Preliminary testing of a "removable spillway weir" (RSW) at the Snake River's Lower Granite Dam indicates that the fish passage device has great drawing power -- flooding more juvenile salmon and steelhead downstream per volume of water than is accomplished with traditional spill.

The surfaced-oriented bypass method is also believed to be more benign than spill, which has long been considered the safest means of passage for the migrants.

The passage method has been touted as having the potential to move fish more quickly and safely past dams with a lesser amount of water being diverted from power generating turbines. The testing and analysis done at Lower Granite could be used to determine if the RSWs should be installed permanently there and elsewhere in the federal Columbia-Snake river hydrosystem.

The overriding objectives of surface bypass collection and passage concepts is to increase the number of fish passed through the dams by non-turbine routes and to reduce fish stress, injury and migration delays. The surface bypass is also expected to reduce high-spill levels that are associated with dissolved gas problems, and allow that water to be used for power generation.

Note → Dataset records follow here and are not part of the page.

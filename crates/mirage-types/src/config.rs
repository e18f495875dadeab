//! Session configuration.
//!
//! Loaded from TOML by the hosting application and handed to the terminal
//! core at session construction. All fields have defaults so an empty
//! document is a valid config.

use serde::{Deserialize, Serialize};

use crate::error::Result;

/// Tunable knobs for one terminal session.
#[derive(Debug, Clone, PartialEq, Eq, Serialize, Deserialize)]
#[serde(default)]
pub struct TerminalConfig {
    /// Maximum number of scrollback lines retained by the output buffer.
    pub scrollback_lines: usize,
    /// Milliseconds the pipeline runner waits for the worker before falling
    /// back to synchronous execution.
    pub pipeline_timeout_ms: u64,
    /// Whether network-shaped commands are intercepted and simulated.
    pub safe_mode: bool,
}

impl Default for TerminalConfig {
    fn default() -> Self {
        Self {
            scrollback_lines: 1000,
            pipeline_timeout_ms: 6000,
            safe_mode: false,
        }
    }
}

impl TerminalConfig {
    /// Parse a config from TOML text.
    pub fn from_toml_str(text: &str) -> Result<Self> {
        Ok(toml::from_str(text)?)
    }
}
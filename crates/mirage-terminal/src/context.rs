//! Command trait, registry, and the capability context.
//!
//! The hosting application owns one `Context` worth of state per session
//! (history, aliases, files, the VFS, the pipeline runner) and rebuilds the
//! borrow for every dispatch. The core mutates only history and aliases.

use std::collections::{BTreeMap, HashMap};

use mirage_types::error::Result;
use mirage_vfs::Vfs;

use crate::runner::{PipelineRunner, RunOptions};

/// Host-supplied terminal I/O callbacks.
///
/// `write`/`write_line` feed the rendering widget and the transcript;
/// `prompt` redraws the prompt after a command settles; `history_changed`
/// fires after a committed command is appended, so hosts can persist.
pub trait SessionIo {
    fn write(&mut self, text: &str);
    fn write_line(&mut self, text: &str);
    fn prompt(&mut self) {}
    fn history_changed(&mut self, _history: &[String]) {}
}

/// Capability set handed to command handlers and the pipeline.
pub struct Context<'a> {
    pub io: &'a mut dyn SessionIo,
    /// Committed commands, append-only, caller-owned.
    pub history: &'a mut Vec<String>,
    /// Alias name → expansion string.
    pub aliases: &'a mut HashMap<String, String>,
    /// Intercept network-shaped commands and simulate them instead.
    pub safe_mode: bool,
    /// Pre-resolved named text blobs the pipeline verbs operate on.
    pub files: &'a BTreeMap<String, String>,
    pub vfs: &'a mut dyn Vfs,
    /// Current working directory for VFS-facing commands.
    pub cwd: String,
    pub runner: &'a mut PipelineRunner,
    /// Milliseconds the runner waits before its synchronous fallback.
    pub pipeline_timeout_ms: u64,
}

impl Context<'_> {
    pub fn write(&mut self, text: &str) {
        self.io.write(text);
    }

    pub fn write_line(&mut self, text: &str) {
        self.io.write_line(text);
    }

    /// Hand a full command string to the pipeline subsystem and return its
    /// joined output.
    pub fn run_worker(&mut self, command: &str) -> Result<String> {
        let options = RunOptions {
            files: self.files.clone(),
            timeout_ms: self.pipeline_timeout_ms,
        };
        self.runner.run(command, &options)
    }
}

/// A single executable command.
pub trait Command {
    /// The command name (what the user types).
    fn name(&self) -> &str;

    /// One-line description for `help` and autocomplete listings.
    fn description(&self) -> &str;

    /// Usage string (e.g. "alias [name=value]").
    fn usage(&self) -> &str;

    /// Execute with the post-verb argument remainder and the context.
    fn execute(&self, args: &str, ctx: &mut Context<'_>) -> Result<()>;
}

/// Registry of available commands.
///
/// Injected into the session manager at construction; never a process-wide
/// singleton, so independent sessions can carry different command sets.
pub struct CommandRegistry {
    commands: HashMap<String, Box<dyn Command>>,
}

impl CommandRegistry {
    /// Create an empty command registry.
    pub fn new() -> Self {
        Self {
            commands: HashMap::new(),
        }
    }

    /// Register a command. Replaces any existing command with the same name.
    pub fn register(&mut self, cmd: Box<dyn Command>) {
        self.commands.insert(cmd.name().to_string(), cmd);
    }

    /// Look up a command by exact name.
    pub fn get(&self, name: &str) -> Option<&dyn Command> {
        self.commands.get(name).map(|c| &**c)
    }

    /// Return a sorted list of (name, description) pairs.
    pub fn list(&self) -> Vec<(&str, &str)> {
        let mut cmds: Vec<(&str, &str)> = self
            .commands
            .values()
            .map(|c| (c.name(), c.description()))
            .collect();
        cmds.sort_by_key(|(name, _)| *name);
        cmds
    }

    /// Return sorted completions for a partial command name.
    pub fn completions(&self, partial: &str) -> Vec<String> {
        let mut matches: Vec<String> = self
            .commands
            .keys()
            .filter(|name| name.starts_with(partial))
            .cloned()
            .collect();
        matches.sort();
        matches
    }
}

impl Default for CommandRegistry {
    fn default() -> Self {
        Self::new()
    }
}
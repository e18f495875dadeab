//! Foundation types for the MIRAGE_OS terminal core.
//!
//! Shared error enum and session configuration. Every other crate in the
//! workspace depends on this one; it depends on nothing internal.

pub mod config;
pub mod error;

pub use config::TerminalConfig;
pub use error::{MirageError, Result};
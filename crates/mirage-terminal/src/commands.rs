//! Built-in commands for the MIRAGE_OS terminal.
//!
//! Cosmetic demo commands of the full desktop live outside this core; what
//! ships here is the minimal interactive set: help, echo, history, aliases,
//! and the VFS-facing ls/pwd.

use mirage_types::error::{MirageError, Result};
use mirage_vfs::{EntryKind, Vfs, resolve_path};

use crate::context::{Command, CommandRegistry, Context};

/// Register all built-in commands into a registry.
pub fn register_builtins(reg: &mut CommandRegistry) {
    reg.register(Box::new(HelpCmd));
    reg.register(Box::new(EchoCmd));
    reg.register(Box::new(HistoryCmd));
    reg.register(Box::new(AliasCmd));
    reg.register(Box::new(UnaliasCmd));
    reg.register(Box::new(LsCmd));
    reg.register(Box::new(PwdCmd));
}

// ---------------------------------------------------------------------------
// help
// ---------------------------------------------------------------------------

struct HelpCmd;
impl Command for HelpCmd {
    fn name(&self) -> &str {
        "help"
    }
    fn description(&self) -> &str {
        "List available commands"
    }
    fn usage(&self) -> &str {
        "help [command]"
    }
    fn execute(&self, _args: &str, ctx: &mut Context<'_>) -> Result<()> {
        // The session intercepts `help` because the listing needs the
        // registry; this registration exists for completion and `help help`.
        ctx.write_line("Type 'help' at the prompt for a list of commands.");
        Ok(())
    }
}

// ---------------------------------------------------------------------------
// echo
// ---------------------------------------------------------------------------

struct EchoCmd;
impl Command for EchoCmd {
    fn name(&self) -> &str {
        "echo"
    }
    fn description(&self) -> &str {
        "Print arguments"
    }
    fn usage(&self) -> &str {
        "echo [text...]"
    }
    fn execute(&self, args: &str, ctx: &mut Context<'_>) -> Result<()> {
        ctx.write_line(args);
        Ok(())
    }
}

// ---------------------------------------------------------------------------
// history
// ---------------------------------------------------------------------------

struct HistoryCmd;
impl Command for HistoryCmd {
    fn name(&self) -> &str {
        "history"
    }
    fn description(&self) -> &str {
        "Show command history"
    }
    fn usage(&self) -> &str {
        "history"
    }
    fn execute(&self, _args: &str, ctx: &mut Context<'_>) -> Result<()> {
        if ctx.history.is_empty() {
            ctx.write_line("(no history)");
            return Ok(());
        }
        let entries: Vec<String> = ctx
            .history
            .iter()
            .enumerate()
            .map(|(i, entry)| format!("  {:4}  {entry}", i + 1))
            .collect();
        for line in entries {
            ctx.write_line(&line);
        }
        Ok(())
    }
}

// ---------------------------------------------------------------------------
// alias / unalias
// ---------------------------------------------------------------------------

struct AliasCmd;
impl Command for AliasCmd {
    fn name(&self) -> &str {
        "alias"
    }
    fn description(&self) -> &str {
        "Define or list command aliases"
    }
    fn usage(&self) -> &str {
        "alias [name=command]"
    }
    fn execute(&self, args: &str, ctx: &mut Context<'_>) -> Result<()> {
        let args = args.trim();
        if args.is_empty() {
            if ctx.aliases.is_empty() {
                ctx.write_line("(no aliases defined)");
                return Ok(());
            }
            let mut entries: Vec<(String, String)> = ctx
                .aliases
                .iter()
                .map(|(k, v)| (k.clone(), v.clone()))
                .collect();
            entries.sort();
            for (name, expansion) in entries {
                ctx.write_line(&format!("alias {name}='{expansion}'"));
            }
            return Ok(());
        }
        if let Some((name, value)) = args.split_once('=') {
            let name = name.trim();
            let value = value.trim().trim_matches('\'').trim_matches('"');
            if name.is_empty() {
                return Err(MirageError::Command(
                    "usage: alias <name>=<command>".to_string(),
                ));
            }
            ctx.aliases.insert(name.to_string(), value.to_string());
            return Ok(());
        }
        let found = ctx.aliases.get(args).cloned();
        match found {
            Some(expansion) => ctx.write_line(&format!("alias {args}='{expansion}'")),
            None => ctx.write_line(&format!("{args}: not aliased")),
        }
        Ok(())
    }
}

struct UnaliasCmd;
impl Command for UnaliasCmd {
    fn name(&self) -> &str {
        "unalias"
    }
    fn description(&self) -> &str {
        "Remove a command alias"
    }
    fn usage(&self) -> &str {
        "unalias <name>"
    }
    fn execute(&self, args: &str, ctx: &mut Context<'_>) -> Result<()> {
        let name = args.split_whitespace().next().ok_or_else(|| {
            MirageError::Command("usage: unalias <name>".to_string())
        })?;
        ctx.aliases.remove(name);
        Ok(())
    }
}

// ---------------------------------------------------------------------------
// ls / pwd
// ---------------------------------------------------------------------------

struct LsCmd;
impl Command for LsCmd {
    fn name(&self) -> &str {
        "ls"
    }
    fn description(&self) -> &str {
        "List directory contents"
    }
    fn usage(&self) -> &str {
        "ls [path]"
    }
    fn execute(&self, args: &str, ctx: &mut Context<'_>) -> Result<()> {
        let arg = args.split_whitespace().next();
        let path = match arg {
            Some(p) => resolve_path(&ctx.cwd, p),
            None => ctx.cwd.clone(),
        };
        let entries = ctx.vfs.readdir(&path)?;
        if entries.is_empty() {
            ctx.write_line("(empty)");
            return Ok(());
        }
        for entry in &entries {
            let suffix = if entry.kind == EntryKind::Directory {
                "/"
            } else {
                ""
            };
            let line = format!("{}{suffix}", entry.name);
            ctx.write_line(&line);
        }
        Ok(())
    }
}

struct PwdCmd;
impl Command for PwdCmd {
    fn name(&self) -> &str {
        "pwd"
    }
    fn description(&self) -> &str {
        "Print working directory"
    }
    fn usage(&self) -> &str {
        "pwd"
    }
    fn execute(&self, _args: &str, ctx: &mut Context<'_>) -> Result<()> {
        let cwd = ctx.cwd.clone();
        ctx.write_line(&cwd);
        Ok(())
    }
}
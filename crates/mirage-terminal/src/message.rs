//! Wire schema for the pipeline execution unit.
//!
//! The runner and the execution unit communicate only through these two
//! shapes. Requests carry `action: "run"`; responses are tagged `data` or
//! `end`. Multiple `data` messages may precede exactly one `end` per id, and
//! no message for an id may follow its `end`. Unrecognized message shapes
//! are dropped, never fatal.

use std::collections::BTreeMap;

use serde::{Deserialize, Serialize};

/// A pipeline execution request.
///
/// `id` is a correlation token minted by the runner, unique per outstanding
/// request; `files` is the pre-resolved set of named text blobs the pipeline
/// verbs operate on.
#[derive(Debug, Clone, PartialEq, Eq, Serialize, Deserialize)]
#[serde(tag = "action", rename_all = "lowercase")]
pub enum PipelineMessage {
    Run(PipelineRequest),
}

/// Payload of a `run` request.
#[derive(Debug, Clone, PartialEq, Eq, Serialize, Deserialize)]
pub struct PipelineRequest {
    pub id: u64,
    pub command: String,
    pub files: BTreeMap<String, String>,
}

/// A response from the execution unit, correlated by `id`.
#[derive(Debug, Clone, PartialEq, Eq, Serialize, Deserialize)]
#[serde(tag = "type", rename_all = "lowercase")]
pub enum PipelineResponse {
    Data { id: u64, chunk: String },
    End { id: u64 },
}

impl PipelineResponse {
    /// Correlation id this response belongs to.
    pub fn id(&self) -> u64 {
        match self {
            PipelineResponse::Data { id, .. } | PipelineResponse::End { id } => *id,
        }
    }
}

/// Parse a request off the wire. Unrecognized shapes yield `None`.
pub fn parse_request(text: &str) -> Option<PipelineMessage> {
    serde_json::from_str(text).ok()
}

/// Parse a response off the wire. Unrecognized shapes yield `None`.
pub fn parse_response(text: &str) -> Option<PipelineResponse> {
    serde_json::from_str(text).ok()
}
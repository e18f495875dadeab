//! Pipeline grammar and verb implementations.
//!
//! A pipeline is the command string split on literal `|`; each segment is
//! whitespace-split into `(verb, args)`. No quoting, escaping, or
//! redirection is supported. Stages are lazy chunk streams: the streaming
//! mode (worker thread) pulls bounded chunks stage to stage, the whole mode
//! (synchronous fallback) passes entire blobs — both run the same verb
//! implementations, so their concatenated output is identical.
//!
//! Grammar errors (unknown verb, missing file) and resource-limit errors are
//! not `Err`s: they degrade to a single descriptive chunk that becomes the
//! pipeline's entire output.

use std::collections::BTreeMap;
use std::iter;
use std::mem;

use regex::RegexBuilder;
use serde_json::Value;

/// Chunk size used by the streaming mode for file-sourced output.
pub const STREAM_CHUNK_BYTES: usize = 64 * 1024;

/// Cap on the materialized input of a blocking stage (`sort`, `uniq`).
pub const BLOCKING_STAGE_CAP_BYTES: usize = 1024 * 1024;

/// How stage output is chunked.
#[derive(Debug, Clone, Copy, PartialEq, Eq)]
pub enum ChunkMode {
    /// Bounded chunks for stage-to-stage streaming.
    Streaming,
    /// Whole blobs; used by the synchronous path.
    Whole,
}

type ChunkIter<'a> = Box<dyn Iterator<Item = String> + 'a>;

const VERBS: &[&str] = &["cat", "grep", "sort", "uniq", "jq"];

/// Evaluate a pipeline string against a files map, producing a lazy chunk
/// stream.
pub fn eval<'a>(
    command: &str,
    files: &'a BTreeMap<String, String>,
    mode: ChunkMode,
) -> ChunkIter<'a> {
    let stages: Vec<Vec<String>> = command
        .split('|')
        .map(|seg| seg.split_whitespace().map(str::to_string).collect())
        .filter(|tokens: &Vec<String>| !tokens.is_empty())
        .collect();

    // An unknown verb anywhere short-circuits the whole pipeline; no stage
    // runs.
    for tokens in &stages {
        let verb = tokens[0].as_str();
        if !VERBS.contains(&verb) {
            return Box::new(iter::once(format!("command not found: {verb}\n")));
        }
    }

    let mut stream: ChunkIter<'a> = Box::new(iter::empty());
    for tokens in stages {
        let verb = tokens[0].clone();
        let args: Vec<String> = tokens[1..].to_vec();
        stream = match verb.as_str() {
            "cat" => cat_stage(&args, stream, files, mode),
            "grep" => grep_stage(&args, stream, files),
            "sort" => sort_stage(stream),
            "uniq" => uniq_stage(stream),
            "jq" => jq_stage(&args, stream, files),
            _ => unreachable!("verbs are validated above"),
        };
    }
    stream
}

/// Evaluate a pipeline synchronously and join all output chunks.
pub fn eval_to_string(command: &str, files: &BTreeMap<String, String>) -> String {
    eval(command, files, ChunkMode::Whole).collect()
}

// ---------------------------------------------------------------------------
// Stage helpers
// ---------------------------------------------------------------------------

fn missing_file(verb: &str, name: &str) -> String {
    format!("{verb}: {name}: No such file\n")
}

fn once<'a>(chunk: String) -> ChunkIter<'a> {
    Box::new(iter::once(chunk))
}

/// Split text into chunks of at most `size` bytes on char boundaries.
fn chunk_text(text: &str, size: usize) -> Vec<String> {
    let mut chunks = Vec::new();
    let mut current = String::new();
    for ch in text.chars() {
        if current.len() + ch.len_utf8() > size && !current.is_empty() {
            chunks.push(mem::take(&mut current));
        }
        current.push(ch);
    }
    if !current.is_empty() {
        chunks.push(current);
    }
    chunks
}

/// Re-frame an arbitrary chunk stream into complete lines.
///
/// Chunk boundaries carry no meaning; a line may span many chunks. Lines are
/// yielded without their terminator (a trailing `\r` is dropped, matching
/// `str::lines`), and a final unterminated line is yielded at end of input.
struct LineStream<'a> {
    input: ChunkIter<'a>,
    buf: String,
    done: bool,
}

impl<'a> LineStream<'a> {
    fn new(input: ChunkIter<'a>) -> Self {
        Self {
            input,
            buf: String::new(),
            done: false,
        }
    }
}

impl Iterator for LineStream<'_> {
    type Item = String;

    fn next(&mut self) -> Option<String> {
        loop {
            if let Some(pos) = self.buf.find('\n') {
                let mut line: String = self.buf.drain(..=pos).collect();
                line.pop();
                if line.ends_with('\r') {
                    line.pop();
                }
                return Some(line);
            }
            if self.done {
                if self.buf.is_empty() {
                    return None;
                }
                return Some(mem::take(&mut self.buf));
            }
            match self.input.next() {
                Some(chunk) => self.buf.push_str(&chunk),
                None => self.done = true,
            }
        }
    }
}

/// Drain a stream into one string, bailing out once `cap` bytes are
/// exceeded.
fn materialize(input: ChunkIter<'_>, cap: usize) -> Option<String> {
    let mut text = String::new();
    for chunk in input {
        text.push_str(&chunk);
        if text.len() > cap {
            return None;
        }
    }
    Some(text)
}

// ---------------------------------------------------------------------------
// cat
// ---------------------------------------------------------------------------

fn cat_stage<'a>(
    args: &[String],
    input: ChunkIter<'a>,
    files: &'a BTreeMap<String, String>,
    mode: ChunkMode,
) -> ChunkIter<'a> {
    let Some(name) = args.first() else {
        // No argument: pass upstream through unchanged.
        return input;
    };
    match files.get(name) {
        Some(text) => match mode {
            ChunkMode::Whole => once(text.clone()),
            ChunkMode::Streaming => Box::new(chunk_text(text, STREAM_CHUNK_BYTES).into_iter()),
        },
        None => once(missing_file("cat", name)),
    }
}

// ---------------------------------------------------------------------------
// grep
// ---------------------------------------------------------------------------

fn grep_stage<'a>(
    args: &[String],
    input: ChunkIter<'a>,
    files: &'a BTreeMap<String, String>,
) -> ChunkIter<'a> {
    let mut case_insensitive = false;
    let mut numbered = false;
    let mut idx = 0;
    while idx < args.len() {
        match args[idx].as_str() {
            "-i" => case_insensitive = true,
            "-n" => numbered = true,
            _ => break,
        }
        idx += 1;
    }
    let Some(pattern) = args.get(idx) else {
        return once("usage: grep [-i] [-n] <pattern> [file]\n".to_string());
    };

    let regex = match RegexBuilder::new(pattern)
        .case_insensitive(case_insensitive)
        .build()
    {
        Ok(re) => re,
        Err(_) => return once(format!("grep: invalid pattern: {pattern}\n")),
    };

    let lines: Box<dyn Iterator<Item = String> + 'a> = match args.get(idx + 1) {
        Some(name) => match files.get(name) {
            Some(text) => Box::new(text.lines().map(str::to_string)),
            None => return once(missing_file("grep", name)),
        },
        None => Box::new(LineStream::new(input)),
    };

    Box::new(lines.enumerate().filter_map(move |(i, line)| {
        if regex.is_match(&line) {
            Some(if numbered {
                format!("{}:{line}\n", i + 1)
            } else {
                format!("{line}\n")
            })
        } else {
            None
        }
    }))
}

// ---------------------------------------------------------------------------
// sort / uniq (blocking stages)
// ---------------------------------------------------------------------------

fn sort_stage<'a>(input: ChunkIter<'a>) -> ChunkIter<'a> {
    let Some(text) = materialize(input, BLOCKING_STAGE_CAP_BYTES) else {
        return once("sort: data limit exceeded\n".to_string());
    };
    let mut lines: Vec<&str> = text.lines().filter(|l| !l.is_empty()).collect();
    lines.sort_unstable();
    if lines.is_empty() {
        return Box::new(iter::empty());
    }
    once(format!("{}\n", lines.join("\n")))
}

fn uniq_stage<'a>(input: ChunkIter<'a>) -> ChunkIter<'a> {
    let Some(text) = materialize(input, BLOCKING_STAGE_CAP_BYTES) else {
        return once("uniq: data limit exceeded\n".to_string());
    };
    let mut kept: Vec<&str> = Vec::new();
    for line in text.lines() {
        // Only adjacent duplicates collapse; non-adjacent repeats survive.
        if kept.last().copied() != Some(line) {
            kept.push(line);
        }
    }
    if kept.is_empty() {
        return Box::new(iter::empty());
    }
    once(format!("{}\n", kept.join("\n")))
}

// ---------------------------------------------------------------------------
// jq
// ---------------------------------------------------------------------------

fn jq_stage<'a>(
    args: &[String],
    input: ChunkIter<'a>,
    files: &'a BTreeMap<String, String>,
) -> ChunkIter<'a> {
    let Some(path) = args.first() else {
        return once("usage: jq <path> [file]\n".to_string());
    };

    let source = match args.get(1) {
        Some(name) => match files.get(name) {
            Some(text) => text.clone(),
            None => return once(missing_file("jq", name)),
        },
        None => input.collect(),
    };

    let value: Value = match serde_json::from_str(&source) {
        Ok(v) => v,
        Err(_) => return once("jq: invalid JSON input\n".to_string()),
    };

    // Dot-separated property path; any absent segment yields null.
    let null = Value::Null;
    let mut current = &value;
    for segment in path.trim_start_matches('.').split('.') {
        if segment.is_empty() {
            continue;
        }
        match current.get(segment) {
            Some(next) => current = next,
            None => {
                current = &null;
                break;
            },
        }
    }

    match serde_json::to_string_pretty(current) {
        Ok(rendered) => once(format!("{rendered}\n")),
        Err(_) => once("jq: invalid JSON input\n".to_string()),
    }
}
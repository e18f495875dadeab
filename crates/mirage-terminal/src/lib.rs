//! Terminal core for MIRAGE_OS.
//!
//! The terminal is a registry-based dispatch system wrapped in an
//! interactive line-editing session. Keystrokes flow into the
//! [`SessionManager`], which maintains the edit buffer, history, and
//! autocomplete. Committed commands resolve against an injected
//! [`CommandRegistry`]; anything the registry does not know is handed to the
//! [`PipelineRunner`], which interprets a small `cmd1 | cmd2` piping grammar
//! either on a worker thread with streaming chunked output or synchronously
//! in the caller's context. The [`OutputBuffer`] keeps an ANSI-free
//! transcript for scrollback and persistence, and the [`ScriptRunner`]
//! executes a small sequential DSL with cooperative cancellation.

pub mod commands;
mod context;
pub mod interpreter;
pub mod message;
mod output;
mod runner;
pub mod script;
mod session;

/// Register the built-in commands into a registry.
pub use commands::register_builtins;
/// A single executable command trait.
pub use context::Command;
/// Registry of available commands, injected into the session.
pub use context::CommandRegistry;
/// Capability set handed to command handlers and the pipeline.
pub use context::Context;
/// Host-supplied terminal I/O callbacks.
pub use context::SessionIo;
/// Request/response schema for the pipeline execution unit.
pub use message::{PipelineRequest, PipelineResponse};
/// Bounded, ANSI-free scrollback transcript.
pub use output::OutputBuffer;
/// Dual-mode pipeline dispatcher.
pub use runner::{Backend, PipelineRunner, RunOptions};
/// Sequential script interpreter with cancellation.
pub use script::{CancelHandle, ScriptRunner, ScriptStep};
/// Interactive line-editing session.
pub use session::SessionManager;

Preliminary analysis of biological data collected this past spring shows promise for the Lower Granite prototype, though Corps of Engineers officials urge caution. The analysis of many variables involved in the spill vs. RSW passage is not yet complete.

The researchers used a variety of tools to track the test fish through the hydro project. One method was hydroacoustics or sonar -- what Corps' biologist Tim Wik calls "scientific grade fish finders." The research also employed three-dimensional acoustic tags to track fish movements at the RSW.

A key portion of the study involved following the course of some 1,600 radio-tagged fish (800 chinook and 800 steelhead smolts) through the dam under three basic operational scenarios. The fish were released three miles above the dam and monitored via radio telemetry.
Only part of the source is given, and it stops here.